Mas sua reeleição para um novo mandato de quatro anos, coloca o Brasil numa terrível encruzilhada como bem lembrou o jurista Ives Gandra Martins, no artigo com que encerramos a edição deste domingo. É que, se a presidente não alterar profundamente seus métodos, atitudes e formas de atuação à frente do Executivo Federal, poderá transferir para seu sucessor uma herança muito pior do que a que recebeu de Lula.
O Brasil pode reagir e se recuperar do verdadeiro naufrágio que foram estes dois primeiros com Dilma na presidência? Claro que sim, sempre afirmamos que, dada à sua riqueza e a força empreendedora do povo brasileiro, conseguíamos crescer apesar dos péssimos governos que já tivemos.
Mas sempre é bom lembrar o alto custo social que os maus governantes provocaram em sua atuações desastradas, ainda nos colocam dentre as nações mais desiguais do planeta.
E seria recomendável que a presidente fizesse uma profunda reflexão sobre qual conceito pretende entrar para História. Porque, até aqui ao menos, e um governante sempre é julgado sob tal ótica, os resultados de seu governos são pífios, patéticos, raquíticos. E muito deste resultado negativo se deve, primordialmente, a dois aspectos básicos: primeiro, Dilma chegou à presidência sem ter debaixo do braço um projeto para o país, o que seu caso, é indesculpável, já que esteve à frente de muitas ações e programas do governo Lula. Segundo, sua compulsão ao autoritarismo, sua total falta de habilidade para conviver em um ambiente democrático onde as negociações devem estar presentes sempre que se pretender adotar medidas e implementar programas.Esta sua arrogância está fazendo um grande mal para o Brasil, fazendo com que percamos a confiança duramente conquistada perante a comunidade internacional.
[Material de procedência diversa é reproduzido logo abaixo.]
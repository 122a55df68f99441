pub mod metrics_collector;

pub use metrics_collector::MetricsCollector;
Um exemplo bem ilustrativo de que se trata de um governo sem direção, foi a descabida promessa feita por Dilma, durante visita à Paris, quando declarou que seu governo construirá 800 aeroportos regionais e 10.000 quilômetros de ferrovias. Se conseguir deixar os 12 aeroportos das cidades sedes da Copa do Mundo de 2014 em condições para aguentar o tranco dos próximos 10 anos, sem puxadinhos e nem corrupção, já estaria de bom tamanho. Por aí se nota o quanto dona Dilma não consegue unir suas falas ao bom senso...
Assim, ao invés de se refletir unicamente nos índices de aprovação, melhor faria a presidente se se esmerasse em corrigir os índices negativos, cada vez mais negativos, dos serviços públicos os quais refletem de forma cabal a própria ação do governante.
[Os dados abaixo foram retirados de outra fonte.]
use std::sync::Arc;
use std::time::Duration;

use birthday_core::models::{Message, WorkItem};
use birthday_core::traits::IdempotencyStore;
use birthday_core::{FixedClock, OccurrenceCalculator};
use birthday_infrastructure::{InMemoryIdempotencyStore, MetricsCollector};
use birthday_testing_utils::{
    utc, MockIdempotencyStore, MockMessageQueue, MockNotificationSink, MockPersonRepository,
    PersonBuilder,
};
use birthday_worker::{
    BatchSummary, DeliveryConsumer, DeliveryOutcome, IdempotencyGate, WorkerService, WorkerSettings,
};
use tokio::sync::broadcast;

const QUEUE: &str = "birthday-notifications-queue";

struct Harness {
    repo: MockPersonRepository,
    sink: MockNotificationSink,
    consumer: Arc<DeliveryConsumer>,
}

fn harness_with_store(repo: MockPersonRepository, store: Arc<dyn IdempotencyStore>) -> Harness {
    let sink = MockNotificationSink::new();
    let gate = IdempotencyGate::new(store, "birthday", Duration::from_secs(86400));
    let consumer = Arc::new(DeliveryConsumer::new(
        Arc::new(repo.clone()),
        Arc::new(sink.clone()),
        gate,
        OccurrenceCalculator::default(),
        chrono::Duration::seconds(60),
        Arc::new(MetricsCollector::new()),
    ));
    Harness {
        repo,
        sink,
        consumer,
    }
}

fn harness(repo: MockPersonRepository, store: &MockIdempotencyStore) -> Harness {
    harness_with_store(repo, Arc::new(store.clone()))
}

fn john_doe() -> MockPersonRepository {
    MockPersonRepository::with_persons(vec![PersonBuilder::new()
        .with_id("p-1")
        .with_name("John", "Doe")
        .with_birthday("1990-06-01")
        .with_location("New York", Some("New York"), "USA")
        .with_next_occurrence(utc("2024-06-01T13:00:00Z"))
        .with_last_notified_year(2023)
        .build()])
}

fn message_for(repo: &MockPersonRepository, id: &str) -> Message {
    let person = repo.get(id).unwrap();
    Message::work_item(&WorkItem::from(&person)).unwrap()
}

#[tokio::test]
async fn test_due_item_is_delivered_and_committed() {
    let store = MockIdempotencyStore::new();
    let h = harness(john_doe(), &store);
    let message = message_for(&h.repo, "p-1");

    let outcome = h.consumer.handle(&message, utc("2024-06-01T13:00:10Z")).await;

    assert!(matches!(outcome, DeliveryOutcome::Delivered { year: 2024, .. }));
    assert_eq!(h.sink.sent_messages(), vec!["Hey, John Doe it's your birthday".to_string()]);

    let person = h.repo.get("p-1").unwrap();
    assert_eq!(person.last_notified_year, 2024);
    assert_eq!(person.next_occurrence_utc, utc("2025-06-01T13:00:00Z"));
    assert!(store.contains("birthday:notification:p-1:2024"));
}

#[tokio::test]
async fn test_redelivery_sends_only_once() {
    let store = MockIdempotencyStore::new();
    let h = harness(john_doe(), &store);
    let message = message_for(&h.repo, "p-1");

    h.consumer.handle(&message, utc("2024-06-01T13:00:10Z")).await;
    let second = h.consumer.handle(&message, utc("2024-06-01T13:00:20Z")).await;

    assert!(matches!(second, DeliveryOutcome::Duplicate { .. }));
    assert_eq!(h.sink.sent_count(), 1);
    assert_eq!(h.repo.mark_notified_calls(), 1);
}

#[tokio::test]
async fn test_stored_year_suppresses_after_marker_expiry() {
    let store = MockIdempotencyStore::new();
    let h = harness(john_doe(), &store);
    let message = message_for(&h.repo, "p-1");

    h.consumer.handle(&message, utc("2024-06-01T13:00:10Z")).await;
    // 模拟标记过期
    let h = harness(h.repo.clone(), &MockIdempotencyStore::new());
    let outcome = h.consumer.handle(&message, utc("2024-06-02T13:00:10Z")).await;

    assert!(matches!(outcome, DeliveryOutcome::AlreadyNotified { .. }));
    assert_eq!(h.sink.sent_count(), 0);
}

#[tokio::test]
async fn test_sink_failure_leaves_state_untouched() {
    let store = MockIdempotencyStore::new();
    let h = harness(john_doe(), &store);
    h.sink.set_should_fail(true);
    let message = message_for(&h.repo, "p-1");

    let outcome = h.consumer.handle(&message, utc("2024-06-01T13:00:10Z")).await;

    assert!(matches!(outcome, DeliveryOutcome::Failed { .. }));
    assert!(!outcome.should_ack());
    let person = h.repo.get("p-1").unwrap();
    assert_eq!(person.last_notified_year, 2023);
    assert_eq!(person.next_occurrence_utc, utc("2024-06-01T13:00:00Z"));
    assert!(store.keys().is_empty());

    h.sink.set_should_fail(false);
    let retry = h.consumer.handle(&message, utc("2024-06-01T13:01:10Z")).await;
    assert!(matches!(retry, DeliveryOutcome::Delivered { .. }));
    assert_eq!(h.sink.sent_count(), 1);
}

#[tokio::test]
async fn test_malformed_message_is_dropped() {
    let store = MockIdempotencyStore::new();
    let h = harness(john_doe(), &store);

    for body in ["", "{not json", r#"{"userId":"123","firstName":"John","lastName":"Doe","year":1990}"#] {
        let outcome = h.consumer.handle(&Message::new(body), utc("2024-06-01T13:00:10Z")).await;
        assert!(matches!(outcome, DeliveryOutcome::Malformed { .. }), "{body}");
        assert!(outcome.should_ack());
    }
    assert_eq!(h.sink.attempts(), 0);
}

#[tokio::test]
async fn test_deleted_person_is_not_retried() {
    let store = MockIdempotencyStore::new();
    let h = harness(john_doe(), &store);
    let message = message_for(&h.repo, "p-1");
    h.repo.remove("p-1");

    let outcome = h.consumer.handle(&message, utc("2024-06-01T13:00:10Z")).await;

    assert!(matches!(outcome, DeliveryOutcome::PersonNotFound { .. }));
    assert!(outcome.should_ack());
    assert_eq!(h.sink.attempts(), 0);
}

#[tokio::test]
async fn test_unavailable_cache_still_delivers_once() {
    let store = MockIdempotencyStore::new();
    store.set_unavailable(true);
    let h = harness(john_doe(), &store);
    let message = message_for(&h.repo, "p-1");

    let first = h.consumer.handle(&message, utc("2024-06-01T13:00:10Z")).await;
    let second = h.consumer.handle(&message, utc("2024-06-01T13:00:20Z")).await;

    assert!(matches!(first, DeliveryOutcome::Delivered { .. }));
    assert!(matches!(second, DeliveryOutcome::AlreadyNotified { .. }));
    assert_eq!(h.sink.sent_count(), 1);
}

#[tokio::test]
async fn test_storage_outage_requeues() {
    let store = MockIdempotencyStore::new();
    let h = harness(john_doe(), &store);
    let message = message_for(&h.repo, "p-1");
    h.repo.set_fail_reads(true);

    let outcome = h.consumer.handle(&message, utc("2024-06-01T13:00:10Z")).await;

    assert!(matches!(outcome, DeliveryOutcome::Failed { .. }));
    assert!(!outcome.should_ack());
    assert_eq!(h.sink.attempts(), 0);
}

#[tokio::test]
async fn test_delivery_inside_scan_buffer_advances_to_next_year() {
    let store = MockIdempotencyStore::new();
    let h = harness(john_doe(), &store);
    let message = message_for(&h.repo, "p-1");

    // 比本地9点早30秒
    h.consumer.handle(&message, utc("2024-06-01T12:59:30Z")).await;

    let person = h.repo.get("p-1").unwrap();
    assert_eq!(person.next_occurrence_utc, utc("2025-06-01T13:00:00Z"));
}

#[tokio::test]
async fn test_birthday_edited_after_scan_is_not_sent_early() {
    let store = MockIdempotencyStore::new();
    let h = harness(john_doe(), &store);
    let message = message_for(&h.repo, "p-1");

    // 扫描之后生日被改为12月25日
    let mut edited = h.repo.get("p-1").unwrap();
    edited.birthday = "1990-12-25".parse().unwrap();
    edited.next_occurrence_utc = utc("2024-12-25T14:00:00Z");
    h.repo.insert(edited);

    let outcome = h.consumer.handle(&message, utc("2024-06-01T13:00:10Z")).await;

    assert!(matches!(outcome, DeliveryOutcome::NotDue { .. }));
    assert!(outcome.should_ack());
    assert_eq!(h.sink.attempts(), 0);
    assert!(store.keys().is_empty());

    let person = h.repo.get("p-1").unwrap();
    assert_eq!(person.last_notified_year, 2023);
    assert_eq!(person.next_occurrence_utc, utc("2024-12-25T14:00:00Z"));
    assert!(person.is_due(utc("2024-12-25T14:00:00Z"), chrono::Duration::seconds(60)));
}

#[tokio::test]
async fn test_with_real_in_memory_store() {
    let h = harness_with_store(john_doe(), Arc::new(InMemoryIdempotencyStore::new()));
    let message = message_for(&h.repo, "p-1");

    h.consumer.handle(&message, utc("2024-06-01T13:00:10Z")).await;
    let second = h.consumer.handle(&message, utc("2024-06-01T13:00:20Z")).await;

    assert!(matches!(second, DeliveryOutcome::Duplicate { .. }));
    assert_eq!(h.sink.sent_count(), 1);
}

fn worker(h: &Harness, queue: &MockMessageQueue, clock: FixedClock) -> WorkerService {
    WorkerService::new(
        h.consumer.clone(),
        Arc::new(queue.clone()),
        Arc::new(clock),
        WorkerSettings {
            worker_id: "worker-test".to_string(),
            queue_name: QUEUE.to_string(),
            batch_size: 10,
            max_concurrent_deliveries: 3,
            poll_interval: Duration::from_millis(20),
        },
    )
}

#[tokio::test]
async fn test_batch_isolates_failures() {
    let repo = MockPersonRepository::new();
    for i in 0..5 {
        repo.insert(
            PersonBuilder::new()
                .with_id(&format!("p-{i}"))
                .with_next_occurrence(utc("2024-06-01T13:00:00Z"))
                .build(),
        );
    }
    let store = MockIdempotencyStore::new();
    let h = harness(repo, &store);
    let queue = MockMessageQueue::new();
    for i in 0..5 {
        queue.add_message_to_queue(QUEUE, message_for(&h.repo, &format!("p-{i}")));
    }
    queue.add_message_to_queue(QUEUE, Message::new("garbage"));
    h.sink.fail_next(2);

    let service = worker(&h, &queue, FixedClock::new(utc("2024-06-01T13:00:10Z")));
    let summary = service.poll_once().await.unwrap();

    assert_eq!(
        summary,
        BatchSummary {
            received: 6,
            acked: 4,
            requeued: 2
        }
    );
    assert_eq!(h.sink.sent_count(), 3);
    assert_eq!(queue.get_acked_messages().len(), 4);
    assert_eq!(queue.get_nacked_messages().len(), 2);

    let requeued = queue.get_queue_messages(QUEUE);
    assert_eq!(requeued.len(), 2);
    assert!(requeued.iter().all(|m| m.retry_count == 1));

    let summary = service.poll_once().await.unwrap();
    assert_eq!(summary.acked, 2);
    assert_eq!(h.sink.sent_count(), 5);
    assert_eq!(queue.in_flight_count(), 0);
}

#[tokio::test]
async fn test_worker_loop_drains_queue_and_stops() {
    let store = MockIdempotencyStore::new();
    let h = harness(john_doe(), &store);
    let queue = MockMessageQueue::new();
    queue.add_message_to_queue(QUEUE, message_for(&h.repo, "p-1"));

    let service = Arc::new(worker(&h, &queue, FixedClock::new(utc("2024-06-01T13:00:10Z"))));
    let (shutdown_tx, shutdown_rx) = broadcast::channel(1);
    let handle = {
        let service = service.clone();
        tokio::spawn(async move { service.run(shutdown_rx).await })
    };

    let sink = h.sink.clone();
    let delivered = birthday_testing_utils::TestEnv::wait_for(
        move || {
            let sink = sink.clone();
            async move { sink.sent_count() == 1 }
        },
        Duration::from_secs(2),
    )
    .await;
    assert!(delivered);

    shutdown_tx.send(()).unwrap();
    tokio::time::timeout(Duration::from_secs(1), handle)
        .await
        .unwrap()
        .unwrap();
    assert_eq!(queue.get_acked_messages().len(), 1);
}

#[tokio::test]
async fn test_consume_failure_is_reported() {
    let store = MockIdempotencyStore::new();
    let h = harness(john_doe(), &store);
    let queue = MockMessageQueue::new();
    queue.set_fail_consume(true);

    let service = worker(&h, &queue, FixedClock::new(utc("2024-06-01T13:00:10Z")));
    assert!(service.poll_once().await.is_err());
}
Um detalhe final: não estaria na hora da imprensa começar a cobrar de Dilma o fato de que, dado o seu protagonismo nos dois mandatos de Lula, parte desta herança é obra exclusivamente sua, e não apenas de Lula como se tenta colar? O PT é mestre em transferir a terceiros suas responsabilidades e sempre encontra um bode expiatório para se livrar de suas próprias culpas.